//! Flat, dense view of the schema: one [`ColumnDescriptor`] per primitive
//! leaf, in the same pre-order used for column chunk indices within a row
//! group.

use crate::error::Result;
use crate::metadata::types::{ConvertedType, LogicalType, PhysicalType};
use crate::metadata::SchemaElement;

use super::path::{build_field_paths, FieldPath};
use super::tree::{build_schema_tree, retag_container_children, SchemaNode};

/// Everything needed to decode and assemble one primitive column, without
/// walking the tree again.
#[derive(Debug, Clone)]
pub struct ColumnDescriptor {
    pub column_index: usize,
    pub physical_type: PhysicalType,
    pub type_length: Option<i32>,
    pub converted_type: Option<ConvertedType>,
    pub logical_type: Option<LogicalType>,
    pub precision: Option<i32>,
    pub scale: Option<i32>,
    pub max_definition_level: i16,
    pub max_repetition_level: i16,
    pub path: FieldPath,
}

impl ColumnDescriptor {
    /// Dotted name, e.g. `phoneNumber.phone`, matching the projection
    /// syntax.
    pub fn dotted_path(&self) -> String {
        self.path
            .steps
            .iter()
            .map(|s| s.name.as_str())
            .collect::<Vec<_>>()
            .join(".")
    }
}

/// The schema tree plus a flat, dense `ColumnDescriptor` list over its
/// primitive leaves.
#[derive(Debug, Clone)]
pub struct SchemaDescriptor {
    pub root: SchemaNode,
    pub columns: Vec<ColumnDescriptor>,
}

impl SchemaDescriptor {
    pub fn from_elements(elements: &[SchemaElement]) -> Result<Self> {
        let (mut root, num_columns) = build_schema_tree(elements)?;
        retag_container_children(&mut root);

        let paths = build_field_paths(&root);
        if paths.len() != num_columns {
            return Err(crate::error::oos_err!(
                "schema produced {} field paths for {} primitive columns",
                paths.len(),
                num_columns
            ));
        }

        let leaves = collect_leaves(&root);
        let mut columns = Vec::with_capacity(num_columns);
        for (leaf, path) in leaves.into_iter().zip(paths.into_iter()) {
            columns.push(ColumnDescriptor {
                column_index: leaf.column_index,
                physical_type: leaf.physical_type,
                type_length: leaf.type_length,
                converted_type: leaf.converted_type,
                logical_type: leaf.logical_type,
                precision: leaf.precision,
                scale: leaf.scale,
                max_definition_level: path.max_definition_level,
                max_repetition_level: path.max_repetition_level,
                path,
            });
        }
        columns.sort_by_key(|c| c.column_index);

        Ok(SchemaDescriptor { root, columns })
    }

    pub fn column(&self, index: usize) -> Option<&ColumnDescriptor> {
        self.columns.get(index)
    }

    pub fn num_columns(&self) -> usize {
        self.columns.len()
    }
}

fn collect_leaves(node: &SchemaNode) -> Vec<&super::tree::PrimitiveNode> {
    let mut out = Vec::new();
    collect_leaves_into(node, &mut out);
    out.sort_by_key(|p| p.column_index);
    out
}

fn collect_leaves_into<'a>(node: &'a SchemaNode, out: &mut Vec<&'a super::tree::PrimitiveNode>) {
    match node {
        SchemaNode::Primitive(p) => out.push(p),
        SchemaNode::Group(g) => {
            for field in &g.fields {
                collect_leaves_into(field, out);
            }
        }
    }
}
//! A small inspector binary: prints a Parquet file's footer metadata or
//! its reconstructed schema tree. Debugging aid only; it has no bearing
//! on the library's read path.

use std::path::PathBuf;
use std::process::ExitCode;

use clap::{Parser, Subcommand};

use parquetry::schema::SchemaNode;
use parquetry::FileReader;

#[derive(Parser)]
#[command(name = "parquetry-dump", author, version, about = "Inspects Apache Parquet file metadata")]
struct Cli {
    #[command(subcommand)]
    command: Command,
}

#[derive(Subcommand)]
enum Command {
    /// Print row count, row-group count, and per-column physical type and codec.
    Meta {
        #[arg(long)]
        path: PathBuf,
    },
    /// Print the reconstructed schema tree.
    Schema {
        #[arg(long)]
        path: PathBuf,
    },
}

fn main() -> ExitCode {
    env_logger::init();
    let cli = Cli::parse();
    let result = match cli.command {
        Command::Meta { path } => print_meta(&path),
        Command::Schema { path } => print_schema(&path),
    };
    match result {
        Ok(()) => ExitCode::SUCCESS,
        Err(e) => {
            eprintln!("error: {}", e);
            ExitCode::FAILURE
        }
    }
}

fn print_meta(path: &PathBuf) -> parquetry::Result<()> {
    let reader = FileReader::open(path)?;
    let metadata = reader.metadata();
    println!("file: {}", path.display());
    println!("version: {}", metadata.version);
    if let Some(created_by) = &metadata.created_by {
        println!("created by: {}", created_by);
    }
    println!("rows: {}", metadata.num_rows);
    println!("row groups: {}", metadata.row_groups.len());
    println!("columns:");
    for column in &reader.schema().columns {
        let row_group = metadata.row_groups.first();
        let codec = row_group
            .and_then(|rg| rg.columns.get(column.column_index))
            .map(|c| format!("{:?}", c.meta_data.codec))
            .unwrap_or_else(|| "?".to_string());
        println!(
            "  {} ({:?}, codec={})",
            column.dotted_path(),
            column.physical_type,
            codec
        );
    }
    Ok(())
}

fn print_schema(path: &PathBuf) -> parquetry::Result<()> {
    let reader = FileReader::open(path)?;
    println!("{}", path.display());
    if let Some(root) = reader.schema().root.as_group() {
        let count = root.fields.len();
        for (index, field) in root.fields.iter().enumerate() {
            print_node(field, "", index + 1 == count);
        }
    }
    Ok(())
}

fn print_node(node: &SchemaNode, prefix: &str, is_last: bool) {
    let connector = if is_last { "└─ " } else { "├─ " };
    match node {
        SchemaNode::Primitive(leaf) => {
            println!(
                "{}{}{} ({:?}, {:?})",
                prefix, connector, leaf.name, leaf.repetition, leaf.physical_type
            );
        }
        SchemaNode::Group(group) => {
            println!("{}{}{} ({:?}, {:?})", prefix, connector, group.name, group.repetition, group.kind);
            let child_prefix = format!("{}{}", prefix, if is_last { "   " } else { "│  " });
            let count = group.fields.len();
            for (index, field) in group.fields.iter().enumerate() {
                print_node(field, &child_prefix, index + 1 == count);
            }
        }
    }
}
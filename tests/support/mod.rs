//! A tiny thrift-compact struct writer used only to hand-build minimal
//! Parquet files for the end-to-end tests in this directory. Mirrors the
//! encoder helper already used in `src/page.rs`'s own unit tests
//! (`thrift_page_header`/`zigzag_push`), generalized enough to build a
//! whole footer rather than a single page header.
//!
//! There is no general-purpose Thrift writer here, on purpose: the
//! library itself never writes Parquet, so this exists purely as test
//! tooling, the way `parquet2`'s own `tests/it` hand-builds fixtures
//! instead of depending on a reference writer.

pub struct ThriftWriter {
    pub buf: Vec<u8>,
    last_field_id: i16,
    field_id_stack: Vec<i16>,
}

impl ThriftWriter {
    pub fn new() -> Self {
        ThriftWriter {
            buf: Vec::new(),
            last_field_id: 0,
            field_id_stack: Vec::new(),
        }
    }

    pub fn struct_begin(&mut self) {
        self.field_id_stack.push(self.last_field_id);
        self.last_field_id = 0;
    }

    pub fn struct_end(&mut self) {
        self.buf.push(0x00);
        self.last_field_id = self.field_id_stack.pop().unwrap_or(0);
    }

    fn field_header(&mut self, id: i16, type_code: u8) {
        let delta = id - self.last_field_id;
        if (1..=15).contains(&delta) {
            self.buf.push(((delta as u8) << 4) | type_code);
        } else {
            self.buf.push(type_code);
            self.write_zigzag(id as i64);
        }
        self.last_field_id = id;
    }

    pub fn write_uvarint(&mut self, mut v: u64) {
        loop {
            let mut byte = (v & 0x7f) as u8;
            v >>= 7;
            if v != 0 {
                byte |= 0x80;
            }
            self.buf.push(byte);
            if v == 0 {
                break;
            }
        }
    }

    pub fn write_zigzag(&mut self, v: i64) {
        let zz = ((v << 1) ^ (v >> 63)) as u64;
        self.write_uvarint(zz);
    }

    pub fn field_i32(&mut self, id: i16, v: i32) {
        self.field_header(id, 0x05);
        self.write_zigzag(v as i64);
    }

    pub fn field_i64(&mut self, id: i16, v: i64) {
        self.field_header(id, 0x06);
        self.write_zigzag(v);
    }

    pub fn field_string(&mut self, id: i16, v: &str) {
        self.field_header(id, 0x08);
        self.write_uvarint(v.len() as u64);
        self.buf.extend_from_slice(v.as_bytes());
    }

    /// Begins a struct-valued field; caller follows with the nested
    /// struct's own fields and a trailing `struct_end`.
    pub fn field_struct_begin(&mut self, id: i16) {
        self.field_header(id, 0x0c);
        self.struct_begin();
    }

    /// Writes a list field's header only (short form, `len < 15`); caller
    /// writes each bare element value immediately after.
    pub fn field_list_header(&mut self, id: i16, len: usize, elem_type_code: u8) {
        assert!(len < 15, "test fixtures only need the short list form");
        self.field_header(id, 0x09);
        self.buf.push(((len as u8) << 4) | elem_type_code);
    }

    /// A bare (unframed) i32 list element.
    pub fn list_elem_i32(&mut self, v: i32) {
        self.write_zigzag(v as i64);
    }

    /// A bare (unframed) string list element.
    pub fn list_elem_string(&mut self, v: &str) {
        self.write_uvarint(v.len() as u64);
        self.buf.extend_from_slice(v.as_bytes());
    }

    /// A `bool` field: compact protocol folds the value into the field
    /// header's type code (1 = true, 2 = false) with no payload.
    pub fn field_bool(&mut self, id: i16, v: bool) {
        self.field_header(id, if v { 0x01 } else { 0x02 });
    }
}

/// Compact-protocol element-type codes, as used inside list headers.
pub const CTY_STRUCT: u8 = 0x0c;
pub const CTY_I32: u8 = 0x05;
pub const CTY_STRING: u8 = 0x08;

/// A plain, uncompressed `DATA_PAGE` (v1) of `count` non-null fixed-width
/// values for a required, non-nested column (no rep/def level streams).
pub fn encode_required_data_page_v1(values: &[u8], count: i32) -> Vec<u8> {
    let mut header = ThriftWriter::new();
    header.field_i32(1, 0); // PageType::DataPage
    header.field_i32(2, values.len() as i32); // uncompressed_page_size
    header.field_i32(3, values.len() as i32); // compressed_page_size
    header.field_struct_begin(5); // DataPageHeader
    header.field_i32(1, count); // num_values
    header.field_i32(2, 0); // encoding = PLAIN
    header.field_i32(3, 2); // definition_level_encoding = RLE (unused)
    header.field_i32(4, 2); // repetition_level_encoding = RLE (unused)
    header.struct_end();
    header.struct_end();

    let mut page = header.buf;
    page.extend_from_slice(values);
    page
}

/// Describes one required, non-nested primitive column for
/// [`build_flat_file`]: its name, physical type code, and already-encoded
/// per-row-group page bytes.
pub struct FlatColumn {
    pub name: &'static str,
    pub physical_type: i32,
    /// One entry per row group: that row group's fully encoded page
    /// bytes for this column.
    pub row_group_pages: Vec<Vec<u8>>,
}

/// Builds a complete `.parquet` file with a flat (no nesting, no
/// optional/repeated fields) schema: every column is `REQUIRED` and
/// top-level. Handles multiple row groups.
pub fn build_flat_file(columns: &[FlatColumn], rows_per_group: &[i64]) -> Vec<u8> {
    let num_rows: i64 = rows_per_group.iter().sum();
    let mut out = Vec::new();
    out.extend_from_slice(b"PAR1");

    // Column-major layout: for each row group, each column's pages are
    // written back to back; record offsets so ColumnMetaData can point
    // at them.
    let mut offsets: Vec<Vec<(i64, i64)>> = vec![Vec::new(); rows_per_group.len()];
    for (row_group_index, _) in rows_per_group.iter().enumerate() {
        for column in columns {
            let pages = &column.row_group_pages[row_group_index];
            let offset = out.len() as i64;
            out.extend_from_slice(pages);
            offsets[row_group_index].push((offset, pages.len() as i64));
        }
    }

    let mut w = ThriftWriter::new();
    w.struct_begin(); // FileMetaData
    w.field_i32(1, 1); // version

    w.field_list_header(2, columns.len() + 1, CTY_STRUCT); // schema
    // root group: no physical_type, no repetition (root is implicitly
    // REQUIRED and the decoder never reads its repetition field).
    w.struct_begin();
    w.field_string(4, "schema");
    w.field_i32(5, columns.len() as i32); // num_children
    w.struct_end();
    for column in columns {
        w.struct_begin();
        w.field_i32(1, column.physical_type);
        w.field_i32(3, 0); // Repetition::Required
        w.field_string(4, column.name);
        w.struct_end();
    }

    w.field_i64(3, num_rows);

    w.field_list_header(4, rows_per_group.len(), CTY_STRUCT); // row_groups
    for (row_group_index, &row_count) in rows_per_group.iter().enumerate() {
        w.struct_begin(); // RowGroupMetaData
        w.field_list_header(1, columns.len(), CTY_STRUCT); // columns
        for (column_index, column) in columns.iter().enumerate() {
            let (offset, len) = offsets[row_group_index][column_index];
            w.struct_begin(); // ColumnChunkMetaData
            w.field_i64(2, offset); // file_offset
            w.field_struct_begin(3); // ColumnMetaData
            w.field_i32(1, column.physical_type);
            w.field_list_header(2, 1, CTY_I32); // encodings
            w.list_elem_i32(0); // Encoding::Plain
            w.field_list_header(3, 1, CTY_STRING); // path_in_schema
            w.list_elem_string(column.name);
            w.field_i32(4, 0); // codec = Uncompressed
            w.field_i64(5, row_count); // num_values
            w.field_i64(6, len); // total_uncompressed_size
            w.field_i64(7, len); // total_compressed_size
            w.field_i64(9, offset); // data_page_offset
            w.struct_end(); // ColumnMetaData
            w.struct_end(); // ColumnChunkMetaData
        }
        let total_bytes: i64 = offsets[row_group_index].iter().map(|(_, len)| len).sum();
        w.field_i64(2, total_bytes); // total_byte_size
        w.field_i64(3, row_count); // num_rows
        w.struct_end(); // RowGroupMetaData
    }
    w.struct_end(); // FileMetaData

    let metadata = w.buf;
    out.extend_from_slice(&metadata);
    out.extend_from_slice(&(metadata.len() as i32).to_le_bytes());
    out.extend_from_slice(b"PAR1");
    out
}

// --- General-purpose wire-format helpers for nested/encoded fixtures ---
//
// Everything below generalizes past `build_flat_file`'s required-only,
// PLAIN-only world: optional/repeated columns need rep/def level
// streams, and dictionary/delta encodings need their own byte shapes.
// Each encoder here is the mirror image of the matching decoder in
// `src/encoding` or `src/page.rs` — see those modules' doc comments for
// the wire shapes being reproduced.

pub fn write_uvarint_into(out: &mut Vec<u8>, mut v: u64) {
    loop {
        let mut byte = (v & 0x7f) as u8;
        v >>= 7;
        if v != 0 {
            byte |= 0x80;
        }
        out.push(byte);
        if v == 0 {
            break;
        }
    }
}

pub fn write_zigzag_into(out: &mut Vec<u8>, v: i64) {
    let zz = ((v << 1) ^ (v >> 63)) as u64;
    write_uvarint_into(out, zz);
}

/// The smallest bit width able to represent `0..=max_value`, matching
/// `hybrid_rle::bit_width_for_max_level`/`bit_width_for_dictionary_size`.
pub fn bits_needed(max_value: u32) -> u8 {
    if max_value == 0 {
        0
    } else {
        (32 - max_value.leading_zeros()) as u8
    }
}

/// Bit-packs `values` LSB-first within each byte — the mirror of
/// `encoding::bitpacking::unpack`.
pub fn pack_bits(values: &[u32], num_bits: u8) -> Vec<u8> {
    if num_bits == 0 {
        return Vec::new();
    }
    let mut out = Vec::new();
    let mut bit_buffer: u64 = 0;
    let mut bits_in_buffer: u32 = 0;
    for &v in values {
        bit_buffer |= (v as u64) << bits_in_buffer;
        bits_in_buffer += num_bits as u32;
        while bits_in_buffer >= 8 {
            out.push((bit_buffer & 0xff) as u8);
            bit_buffer >>= 8;
            bits_in_buffer -= 8;
        }
    }
    if bits_in_buffer > 0 {
        out.push((bit_buffer & 0xff) as u8);
    }
    out
}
▬▬▬▬▬▬▬▬▬▬
> [Aim of the exercise] Read the entries and select each line where the word "reconstructed" is found.

> [Task result]
//! its reconstructed schema tree. Debugging aid only; it has no bearing
    /// Print the reconstructed schema tree.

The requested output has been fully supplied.